Directions → The full set of entries is to be returned word for word.

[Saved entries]
+ + + + +
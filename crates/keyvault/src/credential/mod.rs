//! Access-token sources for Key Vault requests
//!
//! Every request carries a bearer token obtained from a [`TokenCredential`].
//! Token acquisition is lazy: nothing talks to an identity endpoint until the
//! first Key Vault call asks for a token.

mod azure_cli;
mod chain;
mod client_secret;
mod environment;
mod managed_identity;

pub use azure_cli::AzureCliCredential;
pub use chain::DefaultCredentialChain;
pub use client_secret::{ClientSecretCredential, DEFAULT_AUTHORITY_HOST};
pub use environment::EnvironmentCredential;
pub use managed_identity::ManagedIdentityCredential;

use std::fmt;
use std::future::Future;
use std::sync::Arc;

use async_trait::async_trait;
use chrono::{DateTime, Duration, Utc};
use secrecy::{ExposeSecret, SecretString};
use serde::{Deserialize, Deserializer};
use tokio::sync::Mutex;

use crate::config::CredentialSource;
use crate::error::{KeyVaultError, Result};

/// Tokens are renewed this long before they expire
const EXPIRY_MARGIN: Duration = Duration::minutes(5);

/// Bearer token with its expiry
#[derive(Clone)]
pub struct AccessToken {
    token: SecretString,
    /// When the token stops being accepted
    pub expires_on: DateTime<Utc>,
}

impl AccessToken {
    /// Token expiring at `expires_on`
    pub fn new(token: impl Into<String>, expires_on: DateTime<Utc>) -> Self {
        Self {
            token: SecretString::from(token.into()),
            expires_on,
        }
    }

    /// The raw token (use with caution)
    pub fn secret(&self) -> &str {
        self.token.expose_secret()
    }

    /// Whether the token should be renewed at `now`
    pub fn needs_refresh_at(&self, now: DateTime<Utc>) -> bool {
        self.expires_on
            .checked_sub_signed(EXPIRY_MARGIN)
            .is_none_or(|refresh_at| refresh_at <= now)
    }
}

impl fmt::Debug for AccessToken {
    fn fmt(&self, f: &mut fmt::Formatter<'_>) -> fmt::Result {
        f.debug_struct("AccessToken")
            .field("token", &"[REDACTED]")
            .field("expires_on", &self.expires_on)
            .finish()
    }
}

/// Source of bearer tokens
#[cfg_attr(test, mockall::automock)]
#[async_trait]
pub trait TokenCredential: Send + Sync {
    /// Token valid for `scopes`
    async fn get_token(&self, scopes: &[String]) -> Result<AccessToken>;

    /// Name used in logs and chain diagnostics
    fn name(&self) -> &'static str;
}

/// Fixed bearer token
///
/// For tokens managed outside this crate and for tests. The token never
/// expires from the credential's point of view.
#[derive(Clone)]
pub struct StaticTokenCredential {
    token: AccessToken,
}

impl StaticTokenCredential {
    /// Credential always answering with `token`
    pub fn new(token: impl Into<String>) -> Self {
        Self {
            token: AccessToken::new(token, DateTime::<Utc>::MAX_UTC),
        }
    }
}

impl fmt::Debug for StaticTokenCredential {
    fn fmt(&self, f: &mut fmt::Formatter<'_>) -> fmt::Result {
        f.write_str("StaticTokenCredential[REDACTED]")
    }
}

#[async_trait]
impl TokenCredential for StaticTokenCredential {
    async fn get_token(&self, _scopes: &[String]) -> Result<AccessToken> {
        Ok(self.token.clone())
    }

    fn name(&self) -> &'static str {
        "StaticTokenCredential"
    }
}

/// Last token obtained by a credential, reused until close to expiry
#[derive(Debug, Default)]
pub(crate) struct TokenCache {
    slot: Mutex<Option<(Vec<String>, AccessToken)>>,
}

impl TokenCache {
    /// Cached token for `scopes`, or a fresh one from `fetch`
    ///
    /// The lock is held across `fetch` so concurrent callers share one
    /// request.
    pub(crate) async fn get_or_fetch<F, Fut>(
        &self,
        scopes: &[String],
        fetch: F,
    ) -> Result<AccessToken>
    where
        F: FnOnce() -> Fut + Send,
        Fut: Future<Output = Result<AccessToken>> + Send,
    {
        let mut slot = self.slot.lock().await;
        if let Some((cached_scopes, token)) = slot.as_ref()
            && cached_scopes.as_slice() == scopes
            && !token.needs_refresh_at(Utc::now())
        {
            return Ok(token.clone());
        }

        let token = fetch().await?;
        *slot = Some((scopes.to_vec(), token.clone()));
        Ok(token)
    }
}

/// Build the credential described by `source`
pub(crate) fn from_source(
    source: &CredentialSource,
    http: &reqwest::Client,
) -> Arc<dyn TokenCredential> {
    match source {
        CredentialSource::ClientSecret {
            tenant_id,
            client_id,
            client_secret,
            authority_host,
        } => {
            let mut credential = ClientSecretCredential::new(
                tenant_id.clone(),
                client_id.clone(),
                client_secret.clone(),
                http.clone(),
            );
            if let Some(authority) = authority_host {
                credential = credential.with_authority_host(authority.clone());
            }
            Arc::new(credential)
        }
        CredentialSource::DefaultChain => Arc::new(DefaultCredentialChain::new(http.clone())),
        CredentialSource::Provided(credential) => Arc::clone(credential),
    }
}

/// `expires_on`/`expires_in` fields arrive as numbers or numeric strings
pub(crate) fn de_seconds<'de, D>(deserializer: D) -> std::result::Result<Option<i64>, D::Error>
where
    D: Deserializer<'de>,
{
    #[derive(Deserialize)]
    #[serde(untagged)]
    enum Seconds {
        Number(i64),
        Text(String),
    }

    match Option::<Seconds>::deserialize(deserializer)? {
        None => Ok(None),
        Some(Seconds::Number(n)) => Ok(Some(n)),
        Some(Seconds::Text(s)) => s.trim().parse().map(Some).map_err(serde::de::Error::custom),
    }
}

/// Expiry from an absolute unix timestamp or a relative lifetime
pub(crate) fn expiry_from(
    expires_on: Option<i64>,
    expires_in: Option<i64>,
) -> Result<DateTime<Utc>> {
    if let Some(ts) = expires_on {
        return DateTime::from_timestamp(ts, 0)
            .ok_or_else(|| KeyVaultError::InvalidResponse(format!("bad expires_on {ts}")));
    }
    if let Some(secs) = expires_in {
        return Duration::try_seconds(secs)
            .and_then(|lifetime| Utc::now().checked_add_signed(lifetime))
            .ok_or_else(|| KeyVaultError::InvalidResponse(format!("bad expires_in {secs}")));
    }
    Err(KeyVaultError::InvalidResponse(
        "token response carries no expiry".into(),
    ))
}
+ + + + +
Result below →
filename crates/keyvault/src/credential/mod.rs
//! Access-token sources for Key Vault requests
//!
//! Every request carries a bearer token obtained from a [`TokenCredential`].
//! Token acquisition is lazy: nothing talks to an identity endpoint until the
//! first Key Vault call asks for a token.

mod azure_cli;
mod chain;
mod client_secret;
mod environment;
mod managed_identity;

pub use azure_cli::AzureCliCredential;
pub use chain::DefaultCredentialChain;
pub use client_secret::{ClientSecretCredential, DEFAULT_AUTHORITY_HOST};
pub use environment::EnvironmentCredential;
pub use managed_identity::ManagedIdentityCredential;

use std::fmt;
use std::future::Future;
use std::sync::Arc;

use async_trait::async_trait;
use chrono::{DateTime, Duration, Utc};
use secrecy::{ExposeSecret, SecretString};
use serde::{Deserialize, Deserializer};
use tokio::sync::Mutex;

use crate::config::CredentialSource;
use crate::error::{KeyVaultError, Result};

/// Tokens are renewed this long before they expire
const EXPIRY_MARGIN: Duration = Duration::minutes(5);

/// Bearer token with its expiry
#[derive(Clone)]
pub struct AccessToken {
    token: SecretString,
    /// When the token stops being accepted
    pub expires_on: DateTime<Utc>,
}

impl AccessToken {
    /// Token expiring at `expires_on`
    pub fn new(token: impl Into<String>, expires_on: DateTime<Utc>) -> Self {
        Self {
            token: SecretString::from(token.into()),
            expires_on,
        }
    }

    /// The raw token (use with caution)
    pub fn secret(&self) -> &str {
        self.token.expose_secret()
    }

    /// Whether the token should be renewed at `now`
    pub fn needs_refresh_at(&self, now: DateTime<Utc>) -> bool {
        self.expires_on
            .checked_sub_signed(EXPIRY_MARGIN)
            .is_none_or(|refresh_at| refresh_at <= now)
    }
}

impl fmt::Debug for AccessToken {
    fn fmt(&self, f: &mut fmt::Formatter<'_>) -> fmt::Result {
        f.debug_struct("AccessToken")
            .field("token", &"[REDACTED]")
            .field("expires_on", &self.expires_on)
            .finish()
    }
}

/// Source of bearer tokens
#[cfg_attr(test, mockall::automock)]
#[async_trait]
pub trait TokenCredential: Send + Sync {
    /// Token valid for `scopes`
    async fn get_token(&self, scopes: &[String]) -> Result<AccessToken>;

    /// Name used in logs and chain diagnostics
    fn name(&self) -> &'static str;
}

/// Fixed bearer token
///
/// For tokens managed outside this crate and for tests. The token never
/// expires from the credential's point of view.
#[derive(Clone)]
pub struct StaticTokenCredential {
    token: AccessToken,
}

impl StaticTokenCredential {
    /// Credential always answering with `token`
    pub fn new(token: impl Into<String>) -> Self {
        Self {
            token: AccessToken::new(token, DateTime::<Utc>::MAX_UTC),
        }
    }
}

impl fmt::Debug for StaticTokenCredential {
    fn fmt(&self, f: &mut fmt::Formatter<'_>) -> fmt::Result {
        f.write_str("StaticTokenCredential[REDACTED]")
    }
}

#[async_trait]
impl TokenCredential for StaticTokenCredential {
    async fn get_token(&self, _scopes: &[String]) -> Result<AccessToken> {
        Ok(self.token.clone())
    }

    fn name(&self) -> &'static str {
        "StaticTokenCredential"
    }
}

/// Last token obtained by a credential, reused until close to expiry
#[derive(Debug, Default)]
pub(crate) struct TokenCache {
    slot: Mutex<Option<(Vec<String>, AccessToken)>>,
}

impl TokenCache {
    /// Cached token for `scopes`, or a fresh one from `fetch`
    ///
    /// The lock is held across `fetch` so concurrent callers share one
    /// request.
    pub(crate) async fn get_or_fetch<F, Fut>(
        &self,
        scopes: &[String],
        fetch: F,
    ) -> Result<AccessToken>
    where
        F: FnOnce() -> Fut + Send,
        Fut: Future<Output = Result<AccessToken>> + Send,
    {
        let mut slot = self.slot.lock().await;
        if let Some((cached_scopes, token)) = slot.as_ref()
            && cached_scopes.as_slice() == scopes
            && !token.needs_refresh_at(Utc::now())
        {
            return Ok(token.clone());
        }

        let token = fetch().await?;
        *slot = Some((scopes.to_vec(), token.clone()));
        Ok(token)
    }
}

/// Build the credential described by `source`
pub(crate) fn from_source(
    source: &CredentialSource,
    http: &reqwest::Client,
) -> Arc<dyn TokenCredential> {
    match source {
        CredentialSource::ClientSecret {
            tenant_id,
            client_id,
            client_secret,
            authority_host,
        } => {
            let mut credential = ClientSecretCredential::new(
                tenant_id.clone(),
                client_id.clone(),
                client_secret.clone(),
                http.clone(),
            );
            if let Some(authority) = authority_host {
                credential = credential.with_authority_host(authority.clone());
            }
            Arc::new(credential)
        }
        CredentialSource::DefaultChain => Arc::new(DefaultCredentialChain::new(http.clone())),
        CredentialSource::Provided(credential) => Arc::clone(credential),
    }
}

/// `expires_on`/`expires_in` fields arrive as numbers or numeric strings
pub(crate) fn de_seconds<'de, D>(deserializer: D) -> std::result::Result<Option<i64>, D::Error>
where
    D: Deserializer<'de>,
{
    #[derive(Deserialize)]
    #[serde(untagged)]
    enum Seconds {
        Number(i64),
        Text(String),
    }

    match Option::<Seconds>::deserialize(deserializer)? {
        None => Ok(None),
        Some(Seconds::Number(n)) => Ok(Some(n)),
        Some(Seconds::Text(s)) => s.trim().parse().map(Some).map_err(serde::de::Error::custom),
    }
}

/// Expiry from an absolute unix timestamp or a relative lifetime
pub(crate) fn expiry_from(
    expires_on: Option<i64>,
    expires_in: Option<i64>,
) -> Result<DateTime<Utc>> {
    if let Some(ts) = expires_on {
        return DateTime::from_timestamp(ts, 0)
            .ok_or_else(|| KeyVaultError::InvalidResponse(format!("bad expires_on {ts}")));
    }
    if let Some(secs) = expires_in {
        return Duration::try_seconds(secs)
            .and_then(|lifetime| Utc::now().checked_add_signed(lifetime))
            .ok_or_else(|| KeyVaultError::InvalidResponse(format!("bad expires_in {secs}")));
    }
    Err(KeyVaultError::InvalidResponse(
        "token response carries no expiry".into(),
    ))
}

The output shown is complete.